On Fri, Jan 03, 2025 at 12:16:41PM -1000, Tejun Heo wrote:
> On Mon, Dec 30, 2024 at 06:56:19PM +0900, Changwoo Min wrote:
> > Many BPF schedulers (such as scx_central, scx_lavd, scx_rusty, scx_bpfland,
> > and scx_flash) frequently call bpf_ktime_get_ns() for tracking tasks' runtime
> > properties. If supported, bpf_ktime_get_ns() eventually reads a hardware
> > timestamp counter (TSC). However, reading a hardware TSC is not
> > performant in some hardware platforms, degrading IPC.
> >
> > This patchset addresses the performance problem of reading hardware TSC
> > by leveraging the rq clock in the scheduler core, introducing a
> > scx_bpf_now() function for BPF schedulers.
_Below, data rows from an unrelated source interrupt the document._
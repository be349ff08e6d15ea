use crate::execution::ExecutionId;
use std::collections::HashMap;
use uuid::Uuid;

/// Evaluation context handed to conditions and skip expressions.
///
/// `variables` is the merged view from the root scope down to the execution
/// being stepped.
pub struct EvalContext<'a> {
    pub execution_id: ExecutionId,
    pub process_instance_id: Uuid,
    pub variables: &'a HashMap<String, serde_json::Value>,
    pub actor: Option<&'a str>,
}

/// An opaque boolean predicate over an execution and its variables.
///
/// The kernel never evaluates expression syntax itself; embedders hand in
/// whatever capability their expression language produces.
pub trait Condition: Send + Sync {
    fn evaluate(&self, ctx: &EvalContext<'_>) -> anyhow::Result<bool>;
}

/// An opaque value producer (used for skip expressions).
pub trait ValueExpression: Send + Sync {
    fn get_value(&self, ctx: &EvalContext<'_>) -> anyhow::Result<serde_json::Value>;
}

/// Constant condition.
pub struct FixedCondition(pub bool);

impl Condition for FixedCondition {
    fn evaluate(&self, _ctx: &EvalContext<'_>) -> anyhow::Result<bool> {
        Ok(self.0)
    }
}

/// Condition that is true when the named variable is truthy.
pub struct VariableCondition(pub String);

impl Condition for VariableCondition {
    fn evaluate(&self, ctx: &EvalContext<'_>) -> anyhow::Result<bool> {
        Ok(ctx
            .variables
            .get(&self.0)
            .map(is_truthy)
            .unwrap_or(false))
    }
}

/// Constant value expression.
pub struct FixedValue(pub serde_json::Value);

impl ValueExpression for FixedValue {
    fn get_value(&self, _ctx: &EvalContext<'_>) -> anyhow::Result<serde_json::Value> {
        Ok(self.0.clone())
    }
}

/// Value expression that reads the named variable (null when absent).
pub struct VariableValue(pub String);

impl ValueExpression for VariableValue {
    fn get_value(&self, ctx: &EvalContext<'_>) -> anyhow::Result<serde_json::Value> {
        Ok(ctx
            .variables
            .get(&self.0)
            .cloned()
            .unwrap_or(serde_json::Value::Null))
    }
}

pub fn is_truthy(value: &serde_json::Value) -> bool {
    match value {
        serde_json::Value::Null => false,
        serde_json::Value::Bool(b) => *b,
        serde_json::Value::Number(n) => n.as_f64().map(|f| f != 0.0).unwrap_or(true),
        serde_json::Value::String(s) => !s.is_empty(),
        serde_json::Value::Array(_) | serde_json::Value::Object(_) => true,
    }
}

#[cfg(test)]
mod tests {
    use super::*;
    use serde_json::json;

    #[test]
    fn truthiness() {
        assert!(!is_truthy(&json!(null)));
        assert!(!is_truthy(&json!(false)));
        assert!(!is_truthy(&json!(0)));
        assert!(!is_truthy(&json!("")));
        assert!(is_truthy(&json!(true)));
        assert!(is_truthy(&json!(1)));
        assert!(is_truthy(&json!("x")));
    }

    #[test]
    fn variable_condition_reads_merged_variables() {
        let mut vars = HashMap::new();
        vars.insert("approved".to_string(), json!(true));
        let ctx = EvalContext {
            execution_id: ExecutionId::new(),
            process_instance_id: Uuid::now_v7(),
            variables: &vars,
            actor: None,
        };
        assert!(VariableCondition("approved".into()).evaluate(&ctx).unwrap());
        assert!(!VariableCondition("missing".into()).evaluate(&ctx).unwrap());
    }
}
Whenever the rq clock
> > is fresh and valid, scx_bpf_now() provides the rq clock, which is
> > already updated by the scheduler core (update_rq_clock), so it can reduce
> > reading the hardware TSC.
> >
> > When the rq lock is released (rq_unpin_lock), the rq clock is invalidated,
> > so a subsequent scx_bpf_now() call gets the fresh sched_clock for the caller.
> >
> > In addition, scx_bpf_now() guarantees the clock is monotonically
> > non-decreasing for the same CPU, so the clock cannot go backward
> > in the same CPU.
> >
> > Using scx_bpf_now() reduces the number of reading hardware TSC
> > by 50-80% (76% for scx_lavd, 82% for scx_bpfland, and 51% for scx_rusty)
> > for the following benchmark:
>
> The patch series generally look good to me. Peter, if things look okay to
> you, I'll apply the series to sched_ext/for-6.14.

Applying to sched_ext/for-6.14. Please holler if there are concerns.

Thanks.

--
tejun